We conclude this section by mentioning that the local effective temperature perturbation ranged from 500 K to 1300 K, while the local $\log g$ never deviates more than 0.01 dex from its equilibrium value.

6 Summary and conclusions

We investigated to what extend the local non-adiabatic effective temperature variation and the local gravity variation of non-radially pulsating B stars affect the LPVs of silicon lines. A challenging part in this investigation was to find reliable amplitudes of $\delta T_{\rm eff} / T_{\rm eff}$ and $\delta g / g$. To do so, we implemented a non-adiabatic pulsation code which does not use the diffusion approximation in the atmosphere, but assumes instead that the temperature distribution in the local dynamical atmosphere is the same as the one of a Kurucz equilibrium model.
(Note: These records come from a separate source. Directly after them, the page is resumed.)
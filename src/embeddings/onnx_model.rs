// Copyright (c) 2025 Fabstir
// SPDX-License-Identifier: BUSL-1.1

//! ONNX CLIP encoder pair
//!
//! This module wraps two ONNX Runtime sessions, the CLIP vision tower and
//! the CLIP text tower, exported with their projection heads so both emit
//! vectors in the joint embedding space.
//!
//! Features:
//! - ONNX model loading from disk onto a resolved [`Device`]
//! - Input/output discovery from the session metadata
//! - Dimension validation by a dummy forward pass at load time
//! - One mutex per session, so image and text requests do not block each other

use crate::embeddings::{ClipEncoder, Device, EmbeddingError, TokenBatch};
use anyhow::{Context, Result};
use ndarray::{Array2, Array4, ArrayViewD, Axis};
use ort::session::builder::GraphOptimizationLevel;
use ort::session::{Session, SessionInputValue};
use ort::value::Tensor;
use std::borrow::Cow;
use std::path::Path;
use std::sync::Mutex;
use tracing::{debug, info};

/// Output the vision export names its projected embedding
const IMAGE_EMBEDS_OUTPUT: &str = "image_embeds";

/// Output the text export names its projected embedding
const TEXT_EMBEDS_OUTPUT: &str = "text_embeds";

/// Load-time settings for [`OnnxClipEncoder`]
#[derive(Debug, Clone)]
pub struct EncoderSettings {
    /// Device both sessions are pinned to
    pub device: Device,
    /// ONNX Runtime intra-op threads per session
    pub intra_threads: usize,
    /// Expected embedding dimension (512 for ViT-B/32)
    pub dimension: usize,
    /// Side length of the square image input (224 for ViT-B/32)
    pub image_size: usize,
    /// Token sequence length (77 for CLIP)
    pub context_length: usize,
}

#[derive(Debug, Clone, Copy, PartialEq, Eq)]
enum TextInput {
    InputIds,
    AttentionMask,
}

/// CLIP vision + text encoders on ONNX Runtime
///
/// # Thread Safety
/// Each session is wrapped in its own `Mutex` because `Session::run`
/// needs exclusive access. Calls to the same tower are serialized.
pub struct OnnxClipEncoder {
    vision: Mutex<Session>,
    text: Mutex<Session>,
    vision_input: String,
    vision_output: usize,
    text_inputs: Vec<(String, TextInput)>,
    text_output: usize,
    dimension: usize,
    device: Device,
}

impl std::fmt::Debug for OnnxClipEncoder {
    fn fmt(&self, f: &mut std::fmt::Formatter<'_>) -> std::fmt::Result {
        f.debug_struct("OnnxClipEncoder")
            .field("vision_input", &self.vision_input)
            .field("text_inputs", &self.text_inputs)
            .field("dimension", &self.dimension)
            .field("device", &self.device)
            .finish_non_exhaustive()
    }
}

impl OnnxClipEncoder {
    /// Loads both encoder sessions and validates their output dimension
    ///
    /// # Errors
    /// Returns error if:
    /// - A model file is missing or not a valid ONNX graph
    /// - The device's execution provider cannot be registered
    /// - The text model expects inputs other than ids / attention mask
    /// - Either tower emits a vector of the wrong dimension
    pub fn load<P: AsRef<Path>>(
        vision_model_path: P,
        text_model_path: P,
        settings: &EncoderSettings,
    ) -> Result<Self> {
        let vision_model_path = vision_model_path.as_ref();
        let text_model_path = text_model_path.as_ref();

        info!(
            device = %settings.device,
            "Initializing CLIP vision encoder from {}",
            vision_model_path.display()
        );
        let vision = build_session(vision_model_path, settings)?;

        info!(
            device = %settings.device,
            "Initializing CLIP text encoder from {}",
            text_model_path.display()
        );
        let text = build_session(text_model_path, settings)?;

        let vision_input = vision
            .inputs
            .first()
            .map(|i| i.name.clone())
            .context("Vision model declares no inputs")?;
        let vision_output = output_index(&vision, IMAGE_EMBEDS_OUTPUT)?;

        let text_inputs = text
            .inputs
            .iter()
            .map(|i| classify_text_input(&i.name).map(|kind| (i.name.clone(), kind)))
            .collect::<Result<Vec<_>>>()?;
        if !text_inputs.iter().any(|(_, kind)| *kind == TextInput::InputIds) {
            anyhow::bail!("Text model has no input_ids input");
        }
        let text_output = output_index(&text, TEXT_EMBEDS_OUTPUT)?;

        let encoder = Self {
            vision: Mutex::new(vision),
            text: Mutex::new(text),
            vision_input,
            vision_output,
            text_inputs,
            text_output,
            dimension: settings.dimension,
            device: settings.device,
        };

        encoder.validate(settings)?;

        info!(
            "✅ CLIP encoders loaded ({} dimensions on {})",
            encoder.dimension, encoder.device
        );

        Ok(encoder)
    }

    /// Runs one dummy forward pass per tower and checks the output size
    fn validate(&self, settings: &EncoderSettings) -> Result<()> {
        let size = settings.image_size;
        let pixels = Array4::<f32>::zeros((1, 3, size, size));
        let image_embedding = self
            .encode_image(pixels)
            .context("Vision encoder validation failed")?;
        if image_embedding.len() != settings.dimension {
            anyhow::bail!(
                "Vision encoder outputs {} dimensions (expected {})",
                image_embedding.len(),
                settings.dimension
            );
        }

        let length = settings.context_length;
        let tokens = TokenBatch {
            input_ids: Array2::zeros((1, length)),
            attention_mask: Array2::ones((1, length)),
        };
        let text_embedding = self
            .encode_text(&tokens)
            .context("Text encoder validation failed")?;
        if text_embedding.len() != settings.dimension {
            anyhow::bail!(
                "Text encoder outputs {} dimensions (expected {})",
                text_embedding.len(),
                settings.dimension
            );
        }

        Ok(())
    }
}

impl ClipEncoder for OnnxClipEncoder {
    fn encode_image(&self, pixels: Array4<f32>) -> Result<Vec<f32>, EmbeddingError> {
        let input = Tensor::from_array(pixels).map_err(EmbeddingError::inference)?;

        let mut session = self
            .vision
            .lock()
            .map_err(|_| EmbeddingError::Inference("Vision session lock poisoned".to_string()))?;

        let outputs = session
            .run(ort::inputs![self.vision_input.as_str() => input])
            .map_err(EmbeddingError::inference)?;

        let output = outputs[self.vision_output]
            .try_extract_array::<f32>()
            .map_err(EmbeddingError::inference)?;

        let embedding = first_embedding(output)?;
        debug!(dims = embedding.len(), "Vision encoder forward pass complete");
        Ok(embedding)
    }

    fn encode_text(&self, tokens: &TokenBatch) -> Result<Vec<f32>, EmbeddingError> {
        let mut inputs: Vec<(Cow<'_, str>, SessionInputValue<'_>)> =
            Vec::with_capacity(self.text_inputs.len());
        for (name, kind) in &self.text_inputs {
            let array = match kind {
                TextInput::InputIds => tokens.input_ids.clone(),
                TextInput::AttentionMask => tokens.attention_mask.clone(),
            };
            let tensor = Tensor::from_array(array).map_err(EmbeddingError::inference)?;
            inputs.push((Cow::from(name.as_str()), tensor.into()));
        }

        let mut session = self
            .text
            .lock()
            .map_err(|_| EmbeddingError::Inference("Text session lock poisoned".to_string()))?;

        let outputs = session.run(inputs).map_err(EmbeddingError::inference)?;

        let output = outputs[self.text_output]
            .try_extract_array::<f32>()
            .map_err(EmbeddingError::inference)?;

        let embedding = first_embedding(output)?;
        debug!(dims = embedding.len(), "Text encoder forward pass complete");
        Ok(embedding)
    }

    fn dimension(&self) -> usize {
        self.dimension
    }
}

fn build_session(model_path: &Path, settings: &EncoderSettings) -> Result<Session> {
    if !model_path.exists() {
        anyhow::bail!("ONNX model file not found: {}", model_path.display());
    }

    Session::builder()
        .context("Failed to create session builder")?
        .with_execution_providers(settings.device.execution_providers())
        .context(format!("Failed to set {} execution provider", settings.device))?
        .with_optimization_level(GraphOptimizationLevel::Level3)
        .context("Failed to set optimization level")?
        .with_intra_threads(settings.intra_threads)
        .context("Failed to set intra threads")?
        .commit_from_file(model_path)
        .context(format!(
            "Failed to load ONNX model from {}",
            model_path.display()
        ))
}

/// Index of the named output, or of the first output when the export
/// uses another name
fn output_index(session: &Session, preferred: &str) -> Result<usize> {
    if session.outputs.is_empty() {
        anyhow::bail!("Model declares no outputs");
    }
    Ok(session
        .outputs
        .iter()
        .position(|o| o.name == preferred)
        .unwrap_or(0))
}

fn classify_text_input(name: &str) -> Result<TextInput> {
    if name == "input_ids" || name.ends_with("input_ids") {
        Ok(TextInput::InputIds)
    } else if name.contains("attention_mask") {
        Ok(TextInput::AttentionMask)
    } else {
        anyhow::bail!("Unsupported text model input: {}", name)
    }
}

/// The first batch row of an encoder output (`[dim]` or `[batch, dim]`)
fn first_embedding(output: ArrayViewD<'_, f32>) -> Result<Vec<f32>, EmbeddingError> {
    match output.ndim() {
        1 => Ok(output.iter().copied().collect()),
        2 if output.shape()[0] > 0 => Ok(output.index_axis(Axis(0), 0).iter().copied().collect()),
        _ => Err(EmbeddingError::Inference(format!(
            "Unexpected encoder output shape {:?}",
            output.shape()
        ))),
    }
}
For the $\beta $ Cephei model, the amplitude of $\delta T_{\rm eff} / T_{\rm eff}$ turned out to be about 3 to 4 times larger than the amplitude of $\xi_{r}/r$, while the non-adiabatic phase shift between these two quantities ranges from 0 to 40 degrees and increases with increasing degree and radial order. For the (unstable) modes we studied, the amplitude of $\delta g / g$ was about 20 to 50 times larger than the amplitude of $\xi_{r}/r$ while the extra non-adiabatic phase shift between these two quantities was always negligible. For the SPB model, the amplitude of $\delta T_{\rm eff} / T_{\rm eff}$ is between 4 and 20 times larger than the amplitude of $\xi_{r}/r$, which is a much larger ratio than for the $\beta $ Cephei model. The reason is that for SPBs the compression of the gas and thus the temperature variations are mainly caused by the transversal displacements which are much larger than the radial displacements. The extra phase shift for $\delta T_{\rm eff} / T_{\rm eff}$due to non-adiabatic effects ranges still between 0 and 40 degrees but, unlike for the $\beta $ Cephei model, it decreases for increasing radial order.

Finding explicit observational evidence for temperature variations on the surface of non-radially pulsating B stars turned out to be rather difficult. Due to noise and multiperiodicity the phase diagrams of the photometrically obtained $T_{\rm eff}$ and the equivalent width of silicon lines often showed nothing but scatter. Only for a few objects we could find a clear sinusoidal variation with the same frequency as in the radial velocity. These results indicate that EW variations of silicon lines in B stars do not lend themselves to be exploited for purposes of frequency analysis or mode identification.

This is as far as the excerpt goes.